▸ ACTION ITEM:
Return, word for word, only the lines of the data below that lie between the line with "async fn main()" and the line with "on verbosity level", those two lines included.

■ ■ ■

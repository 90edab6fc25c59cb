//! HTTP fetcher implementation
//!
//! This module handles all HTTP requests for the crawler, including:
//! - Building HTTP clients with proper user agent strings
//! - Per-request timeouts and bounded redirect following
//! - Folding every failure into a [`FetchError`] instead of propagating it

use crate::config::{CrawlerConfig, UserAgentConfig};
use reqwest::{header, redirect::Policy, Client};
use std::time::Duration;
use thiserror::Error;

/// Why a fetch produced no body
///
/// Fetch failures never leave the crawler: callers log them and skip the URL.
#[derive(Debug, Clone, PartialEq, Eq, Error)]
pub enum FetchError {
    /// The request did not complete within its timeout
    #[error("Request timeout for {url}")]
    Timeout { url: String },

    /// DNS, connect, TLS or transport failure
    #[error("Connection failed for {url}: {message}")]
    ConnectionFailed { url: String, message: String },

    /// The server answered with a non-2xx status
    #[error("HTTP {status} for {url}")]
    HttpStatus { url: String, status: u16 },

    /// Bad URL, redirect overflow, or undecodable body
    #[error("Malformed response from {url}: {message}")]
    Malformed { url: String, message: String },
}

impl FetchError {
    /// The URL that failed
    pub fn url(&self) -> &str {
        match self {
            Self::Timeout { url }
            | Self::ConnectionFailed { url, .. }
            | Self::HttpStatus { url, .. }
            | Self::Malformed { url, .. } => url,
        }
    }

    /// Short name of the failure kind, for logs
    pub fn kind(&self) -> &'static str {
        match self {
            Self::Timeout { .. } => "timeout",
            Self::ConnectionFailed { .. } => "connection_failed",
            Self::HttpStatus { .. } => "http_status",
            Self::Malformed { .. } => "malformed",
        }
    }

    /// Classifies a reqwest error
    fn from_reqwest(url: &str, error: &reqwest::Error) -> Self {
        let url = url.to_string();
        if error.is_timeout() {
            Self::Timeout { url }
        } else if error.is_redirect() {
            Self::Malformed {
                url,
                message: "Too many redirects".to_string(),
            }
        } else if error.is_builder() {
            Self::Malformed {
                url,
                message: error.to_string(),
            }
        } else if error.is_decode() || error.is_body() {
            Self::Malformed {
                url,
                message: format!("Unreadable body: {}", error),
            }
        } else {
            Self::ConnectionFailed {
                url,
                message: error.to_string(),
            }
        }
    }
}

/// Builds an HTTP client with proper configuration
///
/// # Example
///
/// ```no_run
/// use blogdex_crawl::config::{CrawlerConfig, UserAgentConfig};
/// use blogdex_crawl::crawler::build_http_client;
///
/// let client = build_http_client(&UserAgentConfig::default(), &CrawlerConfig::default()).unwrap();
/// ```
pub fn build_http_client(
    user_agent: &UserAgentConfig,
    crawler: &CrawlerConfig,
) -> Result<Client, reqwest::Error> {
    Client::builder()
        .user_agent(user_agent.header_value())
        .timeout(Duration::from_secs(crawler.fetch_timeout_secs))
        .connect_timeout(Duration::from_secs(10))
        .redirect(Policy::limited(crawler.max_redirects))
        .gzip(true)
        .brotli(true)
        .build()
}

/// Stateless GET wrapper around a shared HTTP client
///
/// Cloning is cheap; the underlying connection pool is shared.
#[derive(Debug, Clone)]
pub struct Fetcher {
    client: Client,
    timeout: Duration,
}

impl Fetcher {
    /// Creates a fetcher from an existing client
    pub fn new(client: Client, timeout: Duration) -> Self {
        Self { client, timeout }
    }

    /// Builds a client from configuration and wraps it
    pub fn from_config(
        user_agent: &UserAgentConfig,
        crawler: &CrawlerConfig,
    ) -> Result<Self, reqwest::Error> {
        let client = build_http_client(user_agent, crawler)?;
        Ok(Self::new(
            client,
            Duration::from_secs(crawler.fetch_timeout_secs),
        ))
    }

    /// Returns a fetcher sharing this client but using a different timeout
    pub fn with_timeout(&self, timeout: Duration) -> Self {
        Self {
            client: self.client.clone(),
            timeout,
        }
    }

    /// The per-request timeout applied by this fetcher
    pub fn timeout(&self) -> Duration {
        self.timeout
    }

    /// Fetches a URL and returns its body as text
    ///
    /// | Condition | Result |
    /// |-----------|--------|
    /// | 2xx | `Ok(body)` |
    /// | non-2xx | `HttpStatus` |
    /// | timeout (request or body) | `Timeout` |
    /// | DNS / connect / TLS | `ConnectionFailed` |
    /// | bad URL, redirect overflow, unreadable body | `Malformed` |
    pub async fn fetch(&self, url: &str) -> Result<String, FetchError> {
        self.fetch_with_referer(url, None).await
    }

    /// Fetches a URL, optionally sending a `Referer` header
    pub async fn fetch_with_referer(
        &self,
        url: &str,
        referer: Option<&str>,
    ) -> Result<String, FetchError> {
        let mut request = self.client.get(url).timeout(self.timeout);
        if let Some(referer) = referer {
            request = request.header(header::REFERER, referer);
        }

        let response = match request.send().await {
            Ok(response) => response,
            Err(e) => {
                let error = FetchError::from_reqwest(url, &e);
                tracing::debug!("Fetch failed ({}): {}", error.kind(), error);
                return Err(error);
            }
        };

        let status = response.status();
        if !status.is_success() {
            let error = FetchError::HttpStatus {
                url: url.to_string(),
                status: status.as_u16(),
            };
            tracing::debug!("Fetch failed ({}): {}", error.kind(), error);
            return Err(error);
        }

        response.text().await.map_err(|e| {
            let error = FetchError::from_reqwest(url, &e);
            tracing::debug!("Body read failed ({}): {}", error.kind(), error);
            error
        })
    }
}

■ ■ ■

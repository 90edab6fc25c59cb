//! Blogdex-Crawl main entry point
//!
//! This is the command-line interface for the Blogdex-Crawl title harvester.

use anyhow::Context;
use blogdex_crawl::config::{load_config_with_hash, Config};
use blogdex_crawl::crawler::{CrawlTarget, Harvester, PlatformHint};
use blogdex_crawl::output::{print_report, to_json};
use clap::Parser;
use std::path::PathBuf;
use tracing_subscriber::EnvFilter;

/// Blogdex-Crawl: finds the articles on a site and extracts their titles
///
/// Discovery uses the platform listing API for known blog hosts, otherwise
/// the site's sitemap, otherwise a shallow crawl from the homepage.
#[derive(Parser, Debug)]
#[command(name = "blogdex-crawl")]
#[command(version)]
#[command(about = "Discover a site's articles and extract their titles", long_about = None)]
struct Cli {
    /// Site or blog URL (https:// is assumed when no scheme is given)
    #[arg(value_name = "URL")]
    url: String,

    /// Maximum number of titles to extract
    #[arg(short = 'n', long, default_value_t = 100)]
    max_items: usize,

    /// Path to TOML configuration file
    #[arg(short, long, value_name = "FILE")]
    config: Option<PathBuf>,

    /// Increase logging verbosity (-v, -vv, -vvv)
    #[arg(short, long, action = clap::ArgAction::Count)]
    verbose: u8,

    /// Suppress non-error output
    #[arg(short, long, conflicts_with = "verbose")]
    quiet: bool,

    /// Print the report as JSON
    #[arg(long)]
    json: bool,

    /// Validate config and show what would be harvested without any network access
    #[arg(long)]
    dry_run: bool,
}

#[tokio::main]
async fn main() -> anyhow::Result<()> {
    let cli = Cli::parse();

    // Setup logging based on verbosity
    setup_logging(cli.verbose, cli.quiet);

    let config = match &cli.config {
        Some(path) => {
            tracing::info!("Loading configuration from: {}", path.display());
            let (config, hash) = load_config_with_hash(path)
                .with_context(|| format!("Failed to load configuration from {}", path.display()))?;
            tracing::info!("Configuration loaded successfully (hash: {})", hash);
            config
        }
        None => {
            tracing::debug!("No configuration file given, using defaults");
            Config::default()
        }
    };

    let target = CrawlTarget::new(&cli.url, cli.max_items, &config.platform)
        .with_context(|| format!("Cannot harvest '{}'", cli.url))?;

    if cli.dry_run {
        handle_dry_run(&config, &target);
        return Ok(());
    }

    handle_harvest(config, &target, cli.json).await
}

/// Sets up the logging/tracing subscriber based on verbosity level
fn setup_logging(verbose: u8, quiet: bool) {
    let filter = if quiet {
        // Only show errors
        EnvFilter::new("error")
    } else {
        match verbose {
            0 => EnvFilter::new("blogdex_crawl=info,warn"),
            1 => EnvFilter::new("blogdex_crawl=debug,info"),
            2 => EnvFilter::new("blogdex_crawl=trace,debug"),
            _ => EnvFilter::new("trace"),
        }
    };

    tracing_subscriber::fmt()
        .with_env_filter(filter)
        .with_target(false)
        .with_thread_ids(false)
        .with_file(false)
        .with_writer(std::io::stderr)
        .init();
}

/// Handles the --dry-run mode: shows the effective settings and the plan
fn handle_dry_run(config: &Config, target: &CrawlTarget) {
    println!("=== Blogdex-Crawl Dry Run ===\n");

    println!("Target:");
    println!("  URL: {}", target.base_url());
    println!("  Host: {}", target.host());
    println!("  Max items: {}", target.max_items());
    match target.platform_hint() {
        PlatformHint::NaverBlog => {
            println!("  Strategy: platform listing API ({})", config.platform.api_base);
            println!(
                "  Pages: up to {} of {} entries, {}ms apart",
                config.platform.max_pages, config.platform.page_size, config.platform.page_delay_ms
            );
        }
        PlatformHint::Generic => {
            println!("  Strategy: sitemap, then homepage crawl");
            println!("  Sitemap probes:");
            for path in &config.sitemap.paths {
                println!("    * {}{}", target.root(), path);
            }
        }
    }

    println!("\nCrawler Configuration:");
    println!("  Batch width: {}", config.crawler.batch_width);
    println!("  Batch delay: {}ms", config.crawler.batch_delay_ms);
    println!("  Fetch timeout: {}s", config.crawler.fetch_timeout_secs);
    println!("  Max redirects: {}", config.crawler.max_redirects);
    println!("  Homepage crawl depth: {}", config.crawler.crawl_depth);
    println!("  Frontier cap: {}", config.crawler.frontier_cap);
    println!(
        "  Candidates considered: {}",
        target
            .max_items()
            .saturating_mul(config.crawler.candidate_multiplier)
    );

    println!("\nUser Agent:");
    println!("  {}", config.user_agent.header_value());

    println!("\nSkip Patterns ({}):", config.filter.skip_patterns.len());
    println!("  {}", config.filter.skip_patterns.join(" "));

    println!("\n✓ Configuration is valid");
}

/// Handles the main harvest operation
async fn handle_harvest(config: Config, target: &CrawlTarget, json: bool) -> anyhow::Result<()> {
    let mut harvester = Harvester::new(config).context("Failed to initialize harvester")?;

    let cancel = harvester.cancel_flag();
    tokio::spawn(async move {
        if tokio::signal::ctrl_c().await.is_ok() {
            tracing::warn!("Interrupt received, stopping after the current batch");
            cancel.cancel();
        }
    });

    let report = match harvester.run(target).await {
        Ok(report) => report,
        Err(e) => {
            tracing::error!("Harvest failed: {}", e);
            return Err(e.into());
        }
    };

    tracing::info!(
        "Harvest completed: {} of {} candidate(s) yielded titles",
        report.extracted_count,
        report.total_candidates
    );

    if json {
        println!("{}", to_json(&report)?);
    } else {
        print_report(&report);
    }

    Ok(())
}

■ ■ ■

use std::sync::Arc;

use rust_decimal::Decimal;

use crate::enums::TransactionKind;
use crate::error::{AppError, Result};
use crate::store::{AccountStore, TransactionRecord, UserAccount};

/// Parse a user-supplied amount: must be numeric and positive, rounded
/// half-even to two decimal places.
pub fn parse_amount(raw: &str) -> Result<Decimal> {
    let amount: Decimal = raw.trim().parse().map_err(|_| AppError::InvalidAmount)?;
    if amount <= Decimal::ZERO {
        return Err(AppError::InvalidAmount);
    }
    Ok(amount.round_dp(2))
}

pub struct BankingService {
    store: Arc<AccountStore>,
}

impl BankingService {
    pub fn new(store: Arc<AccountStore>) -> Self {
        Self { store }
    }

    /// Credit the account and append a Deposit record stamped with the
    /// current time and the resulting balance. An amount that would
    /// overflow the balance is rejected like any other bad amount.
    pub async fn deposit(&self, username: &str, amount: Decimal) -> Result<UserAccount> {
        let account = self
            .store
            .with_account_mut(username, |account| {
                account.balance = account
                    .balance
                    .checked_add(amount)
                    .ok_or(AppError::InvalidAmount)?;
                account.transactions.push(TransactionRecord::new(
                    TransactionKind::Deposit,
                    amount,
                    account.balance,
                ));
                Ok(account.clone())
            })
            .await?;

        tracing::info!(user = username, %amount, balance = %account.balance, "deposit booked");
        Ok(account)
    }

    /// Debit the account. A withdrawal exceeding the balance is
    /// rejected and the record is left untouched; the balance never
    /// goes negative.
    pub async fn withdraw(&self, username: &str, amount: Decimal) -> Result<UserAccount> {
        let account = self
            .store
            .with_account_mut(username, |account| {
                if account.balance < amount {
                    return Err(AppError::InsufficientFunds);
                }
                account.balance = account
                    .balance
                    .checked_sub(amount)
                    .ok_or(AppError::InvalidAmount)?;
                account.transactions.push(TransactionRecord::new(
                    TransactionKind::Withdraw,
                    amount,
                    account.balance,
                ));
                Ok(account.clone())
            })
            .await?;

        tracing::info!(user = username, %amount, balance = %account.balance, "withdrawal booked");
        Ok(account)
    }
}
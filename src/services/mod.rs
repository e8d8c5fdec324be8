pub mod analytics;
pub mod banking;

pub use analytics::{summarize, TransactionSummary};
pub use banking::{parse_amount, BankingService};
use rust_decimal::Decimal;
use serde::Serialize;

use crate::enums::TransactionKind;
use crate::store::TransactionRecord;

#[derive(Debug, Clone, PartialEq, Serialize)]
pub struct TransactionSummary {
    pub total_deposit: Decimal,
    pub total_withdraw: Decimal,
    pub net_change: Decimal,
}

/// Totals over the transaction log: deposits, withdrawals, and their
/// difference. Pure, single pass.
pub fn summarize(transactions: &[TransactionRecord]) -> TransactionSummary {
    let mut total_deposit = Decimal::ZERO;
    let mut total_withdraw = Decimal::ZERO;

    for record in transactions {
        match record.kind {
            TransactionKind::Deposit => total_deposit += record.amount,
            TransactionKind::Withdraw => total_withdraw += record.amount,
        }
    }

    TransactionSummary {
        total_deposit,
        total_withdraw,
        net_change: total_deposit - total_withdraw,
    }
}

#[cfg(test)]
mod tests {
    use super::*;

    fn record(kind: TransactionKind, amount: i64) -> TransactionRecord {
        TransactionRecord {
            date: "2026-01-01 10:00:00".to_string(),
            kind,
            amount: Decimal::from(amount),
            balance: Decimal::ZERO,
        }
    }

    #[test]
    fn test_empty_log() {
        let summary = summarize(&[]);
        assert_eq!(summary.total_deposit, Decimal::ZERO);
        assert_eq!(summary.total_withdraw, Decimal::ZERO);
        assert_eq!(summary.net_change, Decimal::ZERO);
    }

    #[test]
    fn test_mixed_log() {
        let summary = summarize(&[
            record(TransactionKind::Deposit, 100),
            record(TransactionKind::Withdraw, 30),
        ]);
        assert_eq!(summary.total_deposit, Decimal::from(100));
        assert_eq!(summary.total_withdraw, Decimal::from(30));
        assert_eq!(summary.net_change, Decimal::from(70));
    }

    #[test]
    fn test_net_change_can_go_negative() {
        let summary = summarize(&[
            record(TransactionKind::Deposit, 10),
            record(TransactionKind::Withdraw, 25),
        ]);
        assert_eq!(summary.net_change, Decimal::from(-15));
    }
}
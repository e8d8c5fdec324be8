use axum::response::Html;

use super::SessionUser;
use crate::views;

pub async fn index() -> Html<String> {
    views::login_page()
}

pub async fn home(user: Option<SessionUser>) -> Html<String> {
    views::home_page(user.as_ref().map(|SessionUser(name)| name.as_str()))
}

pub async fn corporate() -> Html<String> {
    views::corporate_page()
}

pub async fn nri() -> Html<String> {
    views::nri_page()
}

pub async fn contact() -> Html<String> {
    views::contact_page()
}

■ ■ ■

▸ WRITTEN SOLUTION:
async fn main() -> anyhow::Result<()> {
    let cli = Cli::parse();

    // Setup logging based on verbosity
    setup_logging(cli.verbose, cli.quiet);

    let config = match &cli.config {
        Some(path) => {
            tracing::info!("Loading configuration from: {}", path.display());
            let (config, hash) = load_config_with_hash(path)
                .with_context(|| format!("Failed to load configuration from {}", path.display()))?;
            tracing::info!("Configuration loaded successfully (hash: {})", hash);
            config
        }
        None => {
            tracing::debug!("No configuration file given, using defaults");
            Config::default()
        }
    };

    let target = CrawlTarget::new(&cli.url, cli.max_items, &config.platform)
        .with_context(|| format!("Cannot harvest '{}'", cli.url))?;

    if cli.dry_run {
        handle_dry_run(&config, &target);
        return Ok(());
    }

    handle_harvest(config, &target, cli.json).await
}

/// Sets up the logging/tracing subscriber based on verbosity level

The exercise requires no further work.